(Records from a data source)
□ □ □ □

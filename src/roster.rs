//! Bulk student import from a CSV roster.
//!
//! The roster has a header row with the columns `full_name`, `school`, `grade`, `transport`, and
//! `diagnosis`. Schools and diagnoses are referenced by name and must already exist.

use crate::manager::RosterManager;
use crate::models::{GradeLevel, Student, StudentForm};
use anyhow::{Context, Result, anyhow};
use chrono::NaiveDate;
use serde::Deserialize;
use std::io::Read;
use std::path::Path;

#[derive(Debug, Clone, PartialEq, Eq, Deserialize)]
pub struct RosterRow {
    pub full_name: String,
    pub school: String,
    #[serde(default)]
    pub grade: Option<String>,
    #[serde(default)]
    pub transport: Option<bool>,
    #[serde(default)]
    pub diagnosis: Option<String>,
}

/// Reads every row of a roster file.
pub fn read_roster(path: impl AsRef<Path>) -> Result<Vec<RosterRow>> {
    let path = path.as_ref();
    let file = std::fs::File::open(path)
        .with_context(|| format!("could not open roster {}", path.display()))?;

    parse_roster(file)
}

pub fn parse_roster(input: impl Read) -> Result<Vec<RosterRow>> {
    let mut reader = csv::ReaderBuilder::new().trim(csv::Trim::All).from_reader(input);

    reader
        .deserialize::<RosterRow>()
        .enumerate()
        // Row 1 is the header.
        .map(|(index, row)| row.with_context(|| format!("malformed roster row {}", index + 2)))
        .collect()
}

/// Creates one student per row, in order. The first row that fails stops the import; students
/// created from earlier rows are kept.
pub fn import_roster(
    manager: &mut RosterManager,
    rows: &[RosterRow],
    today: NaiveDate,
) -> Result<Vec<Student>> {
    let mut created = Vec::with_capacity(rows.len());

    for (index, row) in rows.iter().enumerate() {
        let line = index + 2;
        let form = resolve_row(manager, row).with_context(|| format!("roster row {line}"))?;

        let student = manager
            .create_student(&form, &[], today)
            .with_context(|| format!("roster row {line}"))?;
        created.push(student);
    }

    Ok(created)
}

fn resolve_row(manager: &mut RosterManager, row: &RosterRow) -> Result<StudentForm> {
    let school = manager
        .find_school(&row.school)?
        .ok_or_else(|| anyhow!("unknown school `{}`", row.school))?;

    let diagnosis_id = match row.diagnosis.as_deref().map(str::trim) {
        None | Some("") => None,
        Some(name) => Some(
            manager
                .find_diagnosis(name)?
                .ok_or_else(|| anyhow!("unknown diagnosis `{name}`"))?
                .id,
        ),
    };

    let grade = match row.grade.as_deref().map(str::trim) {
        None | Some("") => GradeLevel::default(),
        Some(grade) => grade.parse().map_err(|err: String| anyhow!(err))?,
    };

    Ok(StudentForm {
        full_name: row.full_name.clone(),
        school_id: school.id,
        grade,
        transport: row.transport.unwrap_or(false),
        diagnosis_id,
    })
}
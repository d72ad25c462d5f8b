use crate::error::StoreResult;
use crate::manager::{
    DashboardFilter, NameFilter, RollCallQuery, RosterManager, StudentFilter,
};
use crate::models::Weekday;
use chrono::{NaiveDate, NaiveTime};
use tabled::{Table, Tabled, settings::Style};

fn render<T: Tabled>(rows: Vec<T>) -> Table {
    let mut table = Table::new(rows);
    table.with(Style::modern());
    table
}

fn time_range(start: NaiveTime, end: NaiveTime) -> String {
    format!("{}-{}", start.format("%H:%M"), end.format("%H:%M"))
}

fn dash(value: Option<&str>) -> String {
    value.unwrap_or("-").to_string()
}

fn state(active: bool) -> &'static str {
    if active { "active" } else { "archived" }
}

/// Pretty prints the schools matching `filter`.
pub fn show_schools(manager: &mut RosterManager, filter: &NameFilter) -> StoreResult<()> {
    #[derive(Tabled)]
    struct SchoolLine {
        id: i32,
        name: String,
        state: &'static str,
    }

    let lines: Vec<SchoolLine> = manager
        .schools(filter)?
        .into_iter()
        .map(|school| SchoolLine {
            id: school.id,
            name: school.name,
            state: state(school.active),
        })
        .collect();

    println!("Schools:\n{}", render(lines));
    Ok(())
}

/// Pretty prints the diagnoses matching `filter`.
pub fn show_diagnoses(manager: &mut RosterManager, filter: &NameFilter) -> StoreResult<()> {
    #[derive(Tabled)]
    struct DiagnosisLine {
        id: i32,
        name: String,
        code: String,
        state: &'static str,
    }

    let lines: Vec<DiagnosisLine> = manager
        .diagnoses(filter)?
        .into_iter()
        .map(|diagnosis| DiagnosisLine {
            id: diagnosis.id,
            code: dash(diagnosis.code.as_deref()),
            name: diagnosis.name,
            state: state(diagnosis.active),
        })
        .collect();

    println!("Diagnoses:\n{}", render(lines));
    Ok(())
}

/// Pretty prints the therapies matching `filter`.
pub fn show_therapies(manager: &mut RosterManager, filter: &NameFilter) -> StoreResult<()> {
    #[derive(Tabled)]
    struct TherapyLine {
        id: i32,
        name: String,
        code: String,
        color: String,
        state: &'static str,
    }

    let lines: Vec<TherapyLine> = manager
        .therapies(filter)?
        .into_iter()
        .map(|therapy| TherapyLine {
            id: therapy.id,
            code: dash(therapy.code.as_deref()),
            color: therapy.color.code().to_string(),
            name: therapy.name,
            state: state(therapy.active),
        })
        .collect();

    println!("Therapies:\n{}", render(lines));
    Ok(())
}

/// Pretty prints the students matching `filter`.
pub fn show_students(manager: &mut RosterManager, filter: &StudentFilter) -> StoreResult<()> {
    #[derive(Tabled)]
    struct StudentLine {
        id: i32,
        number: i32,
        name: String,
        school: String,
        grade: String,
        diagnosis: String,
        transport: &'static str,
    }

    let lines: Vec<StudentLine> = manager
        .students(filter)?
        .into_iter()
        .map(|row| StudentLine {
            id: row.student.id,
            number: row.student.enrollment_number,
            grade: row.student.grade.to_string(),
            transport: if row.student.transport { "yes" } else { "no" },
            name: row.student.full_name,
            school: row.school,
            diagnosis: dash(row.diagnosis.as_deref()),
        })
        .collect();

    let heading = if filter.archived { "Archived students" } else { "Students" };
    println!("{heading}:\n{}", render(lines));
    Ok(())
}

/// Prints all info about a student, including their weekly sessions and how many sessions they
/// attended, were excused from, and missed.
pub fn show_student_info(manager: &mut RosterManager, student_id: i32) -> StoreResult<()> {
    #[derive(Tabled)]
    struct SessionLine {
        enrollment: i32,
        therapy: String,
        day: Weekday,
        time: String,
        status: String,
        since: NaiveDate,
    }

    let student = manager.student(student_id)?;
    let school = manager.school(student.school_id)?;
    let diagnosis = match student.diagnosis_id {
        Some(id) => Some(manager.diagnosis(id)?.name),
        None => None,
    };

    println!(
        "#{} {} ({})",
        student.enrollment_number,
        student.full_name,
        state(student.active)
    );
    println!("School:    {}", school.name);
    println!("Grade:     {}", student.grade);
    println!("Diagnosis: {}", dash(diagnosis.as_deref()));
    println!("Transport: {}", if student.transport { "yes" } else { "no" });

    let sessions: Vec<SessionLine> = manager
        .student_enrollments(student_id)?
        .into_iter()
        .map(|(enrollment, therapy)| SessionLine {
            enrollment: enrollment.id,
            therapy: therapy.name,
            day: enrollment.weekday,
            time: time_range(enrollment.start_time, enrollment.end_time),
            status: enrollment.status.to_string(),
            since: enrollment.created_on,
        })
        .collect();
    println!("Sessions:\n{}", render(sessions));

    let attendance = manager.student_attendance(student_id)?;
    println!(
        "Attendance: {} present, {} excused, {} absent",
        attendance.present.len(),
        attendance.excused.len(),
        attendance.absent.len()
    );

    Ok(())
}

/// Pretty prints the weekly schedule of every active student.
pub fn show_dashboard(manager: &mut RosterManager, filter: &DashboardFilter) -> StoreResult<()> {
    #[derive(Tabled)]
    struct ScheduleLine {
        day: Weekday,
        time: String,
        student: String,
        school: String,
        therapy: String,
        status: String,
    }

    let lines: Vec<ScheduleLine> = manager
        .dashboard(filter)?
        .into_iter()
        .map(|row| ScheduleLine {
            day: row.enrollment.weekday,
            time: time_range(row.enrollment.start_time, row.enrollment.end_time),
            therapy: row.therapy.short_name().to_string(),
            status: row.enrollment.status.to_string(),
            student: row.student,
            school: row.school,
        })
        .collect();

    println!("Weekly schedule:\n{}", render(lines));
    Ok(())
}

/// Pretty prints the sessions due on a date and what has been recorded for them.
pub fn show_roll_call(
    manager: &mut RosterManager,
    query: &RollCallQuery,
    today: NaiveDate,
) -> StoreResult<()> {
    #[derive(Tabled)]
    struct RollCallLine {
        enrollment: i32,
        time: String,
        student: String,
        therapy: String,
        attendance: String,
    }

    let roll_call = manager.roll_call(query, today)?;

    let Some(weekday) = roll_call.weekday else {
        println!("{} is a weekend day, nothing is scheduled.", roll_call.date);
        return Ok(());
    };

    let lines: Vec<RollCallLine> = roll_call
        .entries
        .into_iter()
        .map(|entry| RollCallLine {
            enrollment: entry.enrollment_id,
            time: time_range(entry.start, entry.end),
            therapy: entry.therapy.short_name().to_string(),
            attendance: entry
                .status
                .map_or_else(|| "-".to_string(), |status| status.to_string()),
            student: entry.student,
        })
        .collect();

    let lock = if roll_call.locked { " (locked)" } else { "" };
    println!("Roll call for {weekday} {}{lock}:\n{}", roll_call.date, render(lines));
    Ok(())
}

□ □ □ □

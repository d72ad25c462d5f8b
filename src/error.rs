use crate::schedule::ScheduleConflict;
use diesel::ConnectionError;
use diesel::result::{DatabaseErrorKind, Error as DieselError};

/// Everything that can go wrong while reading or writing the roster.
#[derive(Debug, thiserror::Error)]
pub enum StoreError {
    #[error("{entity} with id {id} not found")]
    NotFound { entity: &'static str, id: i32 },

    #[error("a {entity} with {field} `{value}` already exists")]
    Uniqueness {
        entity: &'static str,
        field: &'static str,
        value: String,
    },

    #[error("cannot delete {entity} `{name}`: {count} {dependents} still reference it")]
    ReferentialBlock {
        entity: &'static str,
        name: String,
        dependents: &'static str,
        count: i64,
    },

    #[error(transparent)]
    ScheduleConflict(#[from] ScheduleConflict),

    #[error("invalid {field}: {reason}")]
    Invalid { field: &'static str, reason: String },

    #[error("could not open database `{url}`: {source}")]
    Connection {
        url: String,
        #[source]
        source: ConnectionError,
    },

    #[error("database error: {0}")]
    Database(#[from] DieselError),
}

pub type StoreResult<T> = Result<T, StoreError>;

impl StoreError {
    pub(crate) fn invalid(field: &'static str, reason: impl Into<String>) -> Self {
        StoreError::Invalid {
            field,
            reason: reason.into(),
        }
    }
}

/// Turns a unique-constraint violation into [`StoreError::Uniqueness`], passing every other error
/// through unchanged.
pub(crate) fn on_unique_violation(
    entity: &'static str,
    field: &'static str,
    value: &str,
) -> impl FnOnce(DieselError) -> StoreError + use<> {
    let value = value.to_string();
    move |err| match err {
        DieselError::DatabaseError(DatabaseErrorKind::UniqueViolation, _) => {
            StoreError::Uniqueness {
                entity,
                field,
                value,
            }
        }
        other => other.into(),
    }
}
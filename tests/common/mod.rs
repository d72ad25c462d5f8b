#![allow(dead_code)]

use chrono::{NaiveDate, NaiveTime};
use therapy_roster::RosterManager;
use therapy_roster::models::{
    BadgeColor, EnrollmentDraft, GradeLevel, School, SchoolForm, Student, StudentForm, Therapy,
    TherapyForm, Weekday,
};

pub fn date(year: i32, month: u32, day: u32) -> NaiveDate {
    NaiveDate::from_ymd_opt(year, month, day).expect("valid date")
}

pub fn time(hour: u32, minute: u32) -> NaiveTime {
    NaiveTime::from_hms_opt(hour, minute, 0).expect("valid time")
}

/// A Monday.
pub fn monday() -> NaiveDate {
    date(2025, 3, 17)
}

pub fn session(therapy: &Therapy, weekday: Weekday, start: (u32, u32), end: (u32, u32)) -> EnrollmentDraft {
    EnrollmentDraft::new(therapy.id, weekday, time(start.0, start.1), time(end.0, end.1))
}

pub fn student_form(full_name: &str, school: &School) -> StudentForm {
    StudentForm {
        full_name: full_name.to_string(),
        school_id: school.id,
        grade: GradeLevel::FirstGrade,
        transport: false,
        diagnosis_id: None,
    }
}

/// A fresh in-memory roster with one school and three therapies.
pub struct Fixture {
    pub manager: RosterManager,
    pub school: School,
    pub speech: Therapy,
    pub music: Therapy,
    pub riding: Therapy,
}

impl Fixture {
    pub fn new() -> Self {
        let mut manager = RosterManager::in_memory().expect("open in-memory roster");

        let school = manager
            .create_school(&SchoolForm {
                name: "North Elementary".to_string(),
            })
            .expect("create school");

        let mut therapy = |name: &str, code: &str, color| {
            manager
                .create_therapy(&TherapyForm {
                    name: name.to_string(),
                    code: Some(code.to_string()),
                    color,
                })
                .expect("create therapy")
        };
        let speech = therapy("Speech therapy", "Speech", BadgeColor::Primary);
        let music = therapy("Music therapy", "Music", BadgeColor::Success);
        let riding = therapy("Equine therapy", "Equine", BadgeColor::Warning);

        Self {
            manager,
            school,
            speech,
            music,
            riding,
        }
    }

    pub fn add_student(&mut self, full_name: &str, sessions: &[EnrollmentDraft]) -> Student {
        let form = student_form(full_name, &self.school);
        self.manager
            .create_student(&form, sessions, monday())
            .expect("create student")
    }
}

□ □ □ □

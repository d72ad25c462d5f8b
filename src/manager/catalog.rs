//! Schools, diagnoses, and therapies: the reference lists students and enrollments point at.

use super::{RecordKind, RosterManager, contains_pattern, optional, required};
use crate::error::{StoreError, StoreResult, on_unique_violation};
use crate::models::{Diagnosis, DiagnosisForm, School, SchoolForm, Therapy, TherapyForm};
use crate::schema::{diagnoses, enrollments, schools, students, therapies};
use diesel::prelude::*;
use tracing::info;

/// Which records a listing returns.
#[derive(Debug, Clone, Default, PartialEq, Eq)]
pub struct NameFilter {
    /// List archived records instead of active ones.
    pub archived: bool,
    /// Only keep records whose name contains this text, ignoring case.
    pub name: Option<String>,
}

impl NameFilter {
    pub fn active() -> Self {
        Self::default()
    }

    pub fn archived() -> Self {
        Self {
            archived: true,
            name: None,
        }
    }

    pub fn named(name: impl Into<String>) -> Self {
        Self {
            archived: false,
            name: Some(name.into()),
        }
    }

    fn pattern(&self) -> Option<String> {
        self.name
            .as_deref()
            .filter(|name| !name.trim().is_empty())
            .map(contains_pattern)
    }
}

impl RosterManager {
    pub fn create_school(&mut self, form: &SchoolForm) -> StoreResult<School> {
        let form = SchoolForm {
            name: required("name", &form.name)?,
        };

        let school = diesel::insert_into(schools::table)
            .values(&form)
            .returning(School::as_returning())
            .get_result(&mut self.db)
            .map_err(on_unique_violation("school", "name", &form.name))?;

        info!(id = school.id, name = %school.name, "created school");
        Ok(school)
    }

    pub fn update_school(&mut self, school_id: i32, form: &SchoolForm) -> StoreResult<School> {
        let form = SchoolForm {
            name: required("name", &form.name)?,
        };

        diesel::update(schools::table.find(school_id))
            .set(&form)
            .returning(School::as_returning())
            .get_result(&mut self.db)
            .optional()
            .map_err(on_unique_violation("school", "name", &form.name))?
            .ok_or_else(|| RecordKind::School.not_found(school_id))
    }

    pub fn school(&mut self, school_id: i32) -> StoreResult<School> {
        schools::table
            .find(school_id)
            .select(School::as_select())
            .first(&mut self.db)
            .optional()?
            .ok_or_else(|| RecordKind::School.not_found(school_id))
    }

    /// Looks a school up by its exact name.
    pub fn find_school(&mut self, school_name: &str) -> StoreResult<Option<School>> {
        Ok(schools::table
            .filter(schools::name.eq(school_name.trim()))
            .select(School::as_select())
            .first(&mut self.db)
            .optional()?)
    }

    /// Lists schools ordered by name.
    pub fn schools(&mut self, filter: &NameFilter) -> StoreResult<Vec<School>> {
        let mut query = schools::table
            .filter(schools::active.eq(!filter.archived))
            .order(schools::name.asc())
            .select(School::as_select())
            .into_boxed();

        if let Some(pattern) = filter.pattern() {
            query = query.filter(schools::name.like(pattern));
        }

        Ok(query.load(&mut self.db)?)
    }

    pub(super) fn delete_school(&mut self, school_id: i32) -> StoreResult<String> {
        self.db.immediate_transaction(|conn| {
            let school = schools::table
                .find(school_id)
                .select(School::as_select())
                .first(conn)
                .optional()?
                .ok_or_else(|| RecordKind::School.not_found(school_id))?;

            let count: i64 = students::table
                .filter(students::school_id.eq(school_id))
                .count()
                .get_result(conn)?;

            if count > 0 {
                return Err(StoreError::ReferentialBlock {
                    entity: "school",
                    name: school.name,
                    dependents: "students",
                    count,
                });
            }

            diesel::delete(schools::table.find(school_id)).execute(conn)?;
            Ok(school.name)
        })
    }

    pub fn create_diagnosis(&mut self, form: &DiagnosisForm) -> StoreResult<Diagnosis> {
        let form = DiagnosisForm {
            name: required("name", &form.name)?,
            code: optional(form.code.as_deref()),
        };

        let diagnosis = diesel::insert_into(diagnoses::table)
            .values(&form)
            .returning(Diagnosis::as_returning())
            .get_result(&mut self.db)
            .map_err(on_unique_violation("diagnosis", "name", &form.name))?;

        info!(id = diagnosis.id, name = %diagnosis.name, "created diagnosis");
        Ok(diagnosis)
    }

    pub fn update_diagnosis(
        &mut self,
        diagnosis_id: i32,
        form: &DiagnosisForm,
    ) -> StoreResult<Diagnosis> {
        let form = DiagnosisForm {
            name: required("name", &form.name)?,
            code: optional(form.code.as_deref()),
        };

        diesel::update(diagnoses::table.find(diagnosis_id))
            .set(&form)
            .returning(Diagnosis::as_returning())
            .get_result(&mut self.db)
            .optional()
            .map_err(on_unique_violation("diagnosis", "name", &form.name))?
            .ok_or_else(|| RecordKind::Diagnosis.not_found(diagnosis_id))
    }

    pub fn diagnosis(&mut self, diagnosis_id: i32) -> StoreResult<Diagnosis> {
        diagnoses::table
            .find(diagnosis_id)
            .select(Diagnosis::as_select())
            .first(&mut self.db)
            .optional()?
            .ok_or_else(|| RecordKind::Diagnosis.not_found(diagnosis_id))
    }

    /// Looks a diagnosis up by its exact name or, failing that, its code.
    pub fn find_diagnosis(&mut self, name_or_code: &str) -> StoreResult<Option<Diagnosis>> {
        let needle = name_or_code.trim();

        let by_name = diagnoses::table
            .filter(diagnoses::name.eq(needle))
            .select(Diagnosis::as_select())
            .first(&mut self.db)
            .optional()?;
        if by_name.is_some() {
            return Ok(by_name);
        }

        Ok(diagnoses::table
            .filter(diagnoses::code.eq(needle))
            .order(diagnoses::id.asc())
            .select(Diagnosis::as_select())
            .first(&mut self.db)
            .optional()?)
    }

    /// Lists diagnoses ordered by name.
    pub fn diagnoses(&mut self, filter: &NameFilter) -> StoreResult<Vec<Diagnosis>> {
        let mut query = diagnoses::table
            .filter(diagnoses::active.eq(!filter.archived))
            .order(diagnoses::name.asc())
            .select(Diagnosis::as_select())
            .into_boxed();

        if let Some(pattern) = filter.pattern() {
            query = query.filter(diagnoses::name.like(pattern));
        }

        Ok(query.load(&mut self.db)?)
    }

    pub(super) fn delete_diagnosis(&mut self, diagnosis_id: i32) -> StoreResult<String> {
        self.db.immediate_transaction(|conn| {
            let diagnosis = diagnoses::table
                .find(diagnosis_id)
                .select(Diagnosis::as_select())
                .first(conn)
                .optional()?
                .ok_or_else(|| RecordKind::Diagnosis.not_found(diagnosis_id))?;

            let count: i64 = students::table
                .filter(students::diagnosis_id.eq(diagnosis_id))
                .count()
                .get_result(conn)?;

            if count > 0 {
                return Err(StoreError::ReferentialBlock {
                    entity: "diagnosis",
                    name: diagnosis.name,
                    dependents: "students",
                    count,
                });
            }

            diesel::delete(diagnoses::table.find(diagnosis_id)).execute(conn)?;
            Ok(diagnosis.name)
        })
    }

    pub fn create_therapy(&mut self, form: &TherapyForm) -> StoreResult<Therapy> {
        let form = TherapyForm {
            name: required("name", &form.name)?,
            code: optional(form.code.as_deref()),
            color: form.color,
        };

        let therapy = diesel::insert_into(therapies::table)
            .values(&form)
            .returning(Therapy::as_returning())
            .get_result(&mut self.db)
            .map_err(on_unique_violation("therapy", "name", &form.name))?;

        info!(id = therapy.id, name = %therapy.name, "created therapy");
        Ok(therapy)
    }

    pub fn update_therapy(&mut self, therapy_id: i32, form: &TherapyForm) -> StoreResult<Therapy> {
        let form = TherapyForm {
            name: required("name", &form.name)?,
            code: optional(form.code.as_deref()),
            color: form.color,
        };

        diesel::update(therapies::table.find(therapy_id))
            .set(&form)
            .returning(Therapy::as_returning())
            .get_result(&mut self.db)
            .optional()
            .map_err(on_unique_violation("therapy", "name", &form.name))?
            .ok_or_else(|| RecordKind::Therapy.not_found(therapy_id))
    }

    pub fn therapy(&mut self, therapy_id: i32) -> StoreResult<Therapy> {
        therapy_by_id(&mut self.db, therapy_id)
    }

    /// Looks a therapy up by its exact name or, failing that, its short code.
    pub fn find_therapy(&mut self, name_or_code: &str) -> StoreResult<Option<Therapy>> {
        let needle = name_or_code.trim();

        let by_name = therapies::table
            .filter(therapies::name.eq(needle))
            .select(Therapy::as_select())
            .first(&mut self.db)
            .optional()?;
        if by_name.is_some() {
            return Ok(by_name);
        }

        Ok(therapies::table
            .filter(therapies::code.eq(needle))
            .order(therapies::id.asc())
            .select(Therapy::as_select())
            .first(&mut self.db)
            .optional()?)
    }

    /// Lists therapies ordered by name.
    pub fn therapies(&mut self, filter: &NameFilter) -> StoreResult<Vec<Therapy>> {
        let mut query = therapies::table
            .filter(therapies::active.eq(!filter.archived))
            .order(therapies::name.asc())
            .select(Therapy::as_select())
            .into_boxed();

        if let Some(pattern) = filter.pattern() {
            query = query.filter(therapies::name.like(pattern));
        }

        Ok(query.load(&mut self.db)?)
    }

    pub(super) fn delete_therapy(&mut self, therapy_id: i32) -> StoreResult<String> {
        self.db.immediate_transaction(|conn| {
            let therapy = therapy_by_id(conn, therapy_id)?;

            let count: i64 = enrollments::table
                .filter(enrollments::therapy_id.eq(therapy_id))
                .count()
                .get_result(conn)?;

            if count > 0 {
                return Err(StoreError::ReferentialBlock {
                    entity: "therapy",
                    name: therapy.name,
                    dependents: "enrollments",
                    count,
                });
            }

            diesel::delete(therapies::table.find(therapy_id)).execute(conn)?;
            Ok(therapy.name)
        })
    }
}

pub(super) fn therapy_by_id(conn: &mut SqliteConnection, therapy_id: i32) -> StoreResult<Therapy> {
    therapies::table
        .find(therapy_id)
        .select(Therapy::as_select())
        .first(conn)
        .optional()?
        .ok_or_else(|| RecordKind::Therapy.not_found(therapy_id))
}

□ □ □ □

For the entries above, please state how many lines contain the string "format"; give the number and nothing else.

5